The european experience

« I came to Paris in July 1947, intending to stay only three weeks and remained for five years. I do not know how it happened that way. When you love someone or something, it is hard to explain why. Is it because we are too close? Perhaps there are too many complex reasons why. Eventually, I realized the compelling attraction of Europe. In the States the past is completely obliterated by the present. What is new, happening now, has significance. What is old is irrelevant. Whereas as here in Europe, the past dominates the present. A huge conglomeration of old stones permeates everything, giving a reassurance; a secure feeling that life is a very difficult business going on for a very long time and that we humans have managed to survive. I also felt so completely at home here. And life was not easy at the time. » LS
Selected series :

Workers

« In 1974, I started going into factories to photograph workers. I was moved to do this series because people spend most of their time at work, but very few artists follow them there. I also wanted to contribute to the great American tradition of photographing labor done before me by Jacob Reiss and Lewis Hine. I also felt very strongly about working people. They produce everything around us: clothing, food, shelter, yet they were at the bottom of the ladder. Politically they had little power. Economically, they were underpaid if not exploited. It seemed as if there was very little social justice as far as workers were concerned…Yes, my Workers series is my paean of praise, a long heroic poem in homage to working and salaried people everywhere. It was as if I wanted the lyricism of Michelangelo’s Sistine Chapel brought down to earth, finding it in the everyday factory. » LS

Selected series :

Life in nature

« I go as if on a pilgrimage to photograph nature, wanting more to commune with her than succeed with her. She gives so much one feels the need to reciprocate. You portray her in gratitude. Nature is already an elaborate work of art that seems finished but is constantly growing, transforming itself.

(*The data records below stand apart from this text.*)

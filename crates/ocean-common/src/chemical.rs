//! The four chemical channels carried by the model output.

use crate::{OceanError, OceanResult};
use serde::{Deserialize, Serialize};
use std::fmt;
use std::str::FromStr;

/// A chemical concentration channel.
///
/// The discriminant is the index of the channel along the last axis of the
/// model matrix.
#[derive(Debug, Clone, Copy, PartialEq, Eq, Hash, PartialOrd, Ord, Serialize, Deserialize)]
#[serde(rename_all = "UPPERCASE")]
pub enum Chemical {
    /// Chlorophyll
    Chl = 0,
    /// Dissolved oxygen
    Doxy = 1,
    /// Nitrate
    Nitr = 2,
    /// Phosphate
    Phos = 3,
}

impl Chemical {
    /// All channels in array order.
    pub const ALL: [Chemical; 4] = [Chemical::Chl, Chemical::Doxy, Chemical::Nitr, Chemical::Phos];

    /// Index of this channel along the chemical axis.
    pub fn index(self) -> usize {
        self as usize
    }

    /// Look up a channel by its array index.
    pub fn from_index(index: usize) -> OceanResult<Self> {
        Self::ALL
            .get(index)
            .copied()
            .ok_or(OceanError::InvalidChemical {
                index,
                available: Self::ALL.len(),
            })
    }

    /// Short variable name used in the model files.
    pub fn short_name(self) -> &'static str {
        match self {
            Chemical::Chl => "CHL",
            Chemical::Doxy => "DOXY",
            Chemical::Nitr => "NITR",
            Chemical::Phos => "PHOS",
        }
    }

    pub fn long_name(self) -> &'static str {
        match self {
            Chemical::Chl => "chlorophyll",
            Chemical::Doxy => "dissolved oxygen",
            Chemical::Nitr => "nitrate",
            Chemical::Phos => "phosphate",
        }
    }
}

impl fmt::Display for Chemical {
    fn fmt(&self, f: &mut fmt::Formatter<'_>) -> fmt::Result {
        f.write_str(self.short_name())
    }
}

impl FromStr for Chemical {
    type Err = OceanError;

    fn from_str(s: &str) -> Result<Self, Self::Err> {
        let trimmed = s.trim();
        if let Ok(index) = trimmed.parse::<usize>() {
            return Self::from_index(index);
        }
        match trimmed.to_uppercase().as_str() {
            "CHL" => Ok(Chemical::Chl),
            "DOXY" | "O2" => Ok(Chemical::Doxy),
            "NITR" | "NO3" => Ok(Chemical::Nitr),
            "PHOS" | "PO4" => Ok(Chemical::Phos),
            _ => Err(OceanError::UnknownChemical(s.to_string())),
        }
    }
}

/// Which chemical channels take part in an operation.
#[derive(Debug, Clone, Copy, PartialEq, Eq, Serialize, Deserialize)]
pub struct ChemicalSelection {
    mask: [bool; 4],
}

impl Default for ChemicalSelection {
    fn default() -> Self {
        Self::all()
    }
}

impl ChemicalSelection {
    /// Select every channel.
    pub fn all() -> Self {
        Self { mask: [true; 4] }
    }

    /// Select nothing.
    pub fn none() -> Self {
        Self { mask: [false; 4] }
    }

    /// Build from a boolean mask in channel order.
    pub fn from_mask(mask: [bool; 4]) -> Self {
        Self { mask }
    }

    /// Build from a list of channels.
    pub fn from_chemicals(chemicals: &[Chemical]) -> Self {
        let mut selection = Self::none();
        for chemical in chemicals {
            selection.mask[chemical.index()] = true;
        }
        selection
    }

    /// Parse a comma separated list, e.g. `CHL,NITR`.
    pub fn parse_list(s: &str) -> OceanResult<Self> {
        let chemicals = s
            .split(',')
            .filter(|part| !part.trim().is_empty())
            .map(Chemical::from_str)
            .collect::<OceanResult<Vec<_>>>()?;
        if chemicals.is_empty() {
            return Err(OceanError::invalid_parameter(
                "chemicals",
                "at least one chemical must be selected",
            ));
        }
        Ok(Self::from_chemicals(&chemicals))
    }

    pub fn contains(&self, chemical: Chemical) -> bool {
        self.mask[chemical.index()]
    }

    /// Number of selected channels.
    pub fn count(&self) -> usize {
        self.mask.iter().filter(|&&m| m).count()
    }

    pub fn is_empty(&self) -> bool {
        self.count() == 0
    }

    /// Selected channels in array order.
    pub fn iter(&self) -> impl Iterator<Item = Chemical> + '_ {
        Chemical::ALL
            .into_iter()
            .filter(move |chemical| self.contains(*chemical))
    }

    pub fn to_vec(&self) -> Vec<Chemical> {
        self.iter().collect()
    }
}
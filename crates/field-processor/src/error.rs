//! Error types for field processing.

use ocean_common::OceanError;
use thiserror::Error;

/// Errors that can occur while loading or reshaping a field.
#[derive(Error, Debug)]
pub enum FieldError {
    /// Index, shape or parameter problem in the dataset itself.
    #[error(transparent)]
    Ocean(#[from] OceanError),

    /// Failed to read an `.npz` archive.
    #[error("failed to read npz archive: {0}")]
    ReadNpz(#[from] ndarray_npy::ReadNpzError),

    /// Failed to write an `.npz` archive.
    #[error("failed to write npz archive: {0}")]
    WriteNpz(#[from] ndarray_npy::WriteNpzError),

    /// Failed to read an `.npy` file.
    #[error("failed to read npy file: {0}")]
    ReadNpy(#[from] ndarray_npy::ReadNpyError),

    /// Failed to write an `.npy` file.
    #[error("failed to write npy file: {0}")]
    WriteNpy(#[from] ndarray_npy::WriteNpyError),

    /// The archive does not hold the requested entry.
    #[error("entry '{name}' not found in archive (available: {available:?})")]
    MissingEntry { name: String, available: Vec<String> },

    /// Unsupported file extension.
    #[error("unsupported array file '{0}': expected .npz or .npy")]
    UnsupportedFormat(String),

    /// Array could not be assembled into the requested shape.
    #[error("array shape error: {0}")]
    Shape(String),

    /// Filesystem error.
    #[error("I/O error: {0}")]
    Io(#[from] std::io::Error),
}

impl FieldError {
    /// Create a Shape error.
    pub fn shape(msg: impl Into<String>) -> Self {
        Self::Shape(msg.into())
    }
}

impl From<ndarray::ShapeError> for FieldError {
    fn from(err: ndarray::ShapeError) -> Self {
        Self::Shape(err.to_string())
    }
}

/// Result type for field processing operations.
pub type Result<T> = std::result::Result<T, FieldError>;
//! Field processing for 4-D ocean concentration arrays.
//!
//! The model output is a `(time, lat, lon, chemical)` array with NaN where
//! a cell has no data (land, or gaps in the run). This crate turns it into
//! the flat sample matrices a clustering backend expects and maps labels
//! back onto the grid afterwards:
//!
//! ```text
//! .npz on disk
//!      │
//!      ▼
//! load_field() ──► OceanField
//!      │
//!      ├─► average_data(delta_t)          (optional, cached as .npz)
//!      │
//!      ├─► spatial_features / timestep_features / location_features / ...
//!      │         │
//!      │         ▼
//!      │    FeatureMatrix { records, origins }
//!      │         │
//!      │         ▼
//!      │    clustering backend ──► per-sample labels
//!      │
//!      └─► scatter_labels(labels, origins) ──► lat × lon grid (NaN = unlabelled)
//! ```

pub mod average;
pub mod error;
pub mod features;
pub mod field;
pub mod io;
pub mod labels;

pub use average::average_data;
pub use error::{FieldError, Result};
pub use features::{
    location_features, spatial_features, spatial_mean_features, timestep_features, FeatureMatrix,
    SampleOrigin,
};
pub use field::OceanField;
pub use io::{
    load_field, load_field_with_chemicals, load_lons_lats, save_array_npy, save_field,
    LONS_LATS_KEY, MATRIX_KEY,
};
pub use labels::{cluster_sizes, label_series, rank_labels, scatter_labels, sort_clusters};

Nature is the great paradox: very physical yet life in its most spiritual form. It never stops trying to communicate to us. Trees are its favorite antennae. We have only to immerse ourselves in forest or ocean to become revitalized for living in the city. » LS

Selected series :

In color

Selected series :

Life in the abstract

« A wall is something you build and forget about, take for granted. In our order of things, we give it a role to play and then forget about it. Actually, it is very alive; it is falling apart, it is unsteady, impermanent.

The Manhattan Wall Series, taken in 1990, was my farewell to New York. It took over five months. The walls were like the skin of a person; they looked permanent but could be very transitory. After a few days of wind or rain, glued posters and signs were either gone or something else. Returning to New York after a few years, I had found the walls had changed in character, become more gentrified, lacking in expressiveness. Also, the photographs of the walls seemed to change with the years. I imagine that they just might come into their own (like the laundry women of Picasso’s Blue Period) more alive than ever, when the very walls they sprang from no longer existed. Life keeps flowing on, transforming, rejuvenating or decaying. Such is both art and life, always changing in surprising and mysterious ways. » LS

Selected series :

The flea market

« You surprise us, with Les héros du métro in 1990, to show us your drawings in which you place metro tickets. The following year… you buy old photographs a stone’s throw from your home at the flea market Clignancourt. “Lost objects in search of a new status, merchandise orphaned by memories seeking the imprint of a new owner. Once purchased, it is yours. » You take hold of the known and unknown history of the document chosen and purchased, you transform it, retouch it, extend its evocative power or act as if it were a blank sheet of paper, you paint, you place real objects… Do you distance reality and open the door to dreams, a new, more plastic orientation to your research? » – Michelle Auer, Sophisme
Selected series :

Portraits

« No matter how intimate, how well you know a person, you can never tell how a portrait will turn out. Almost as if a human being is so complex, we can never hope to grasp him fully, nor can he or she ever hope to be aware of their total being.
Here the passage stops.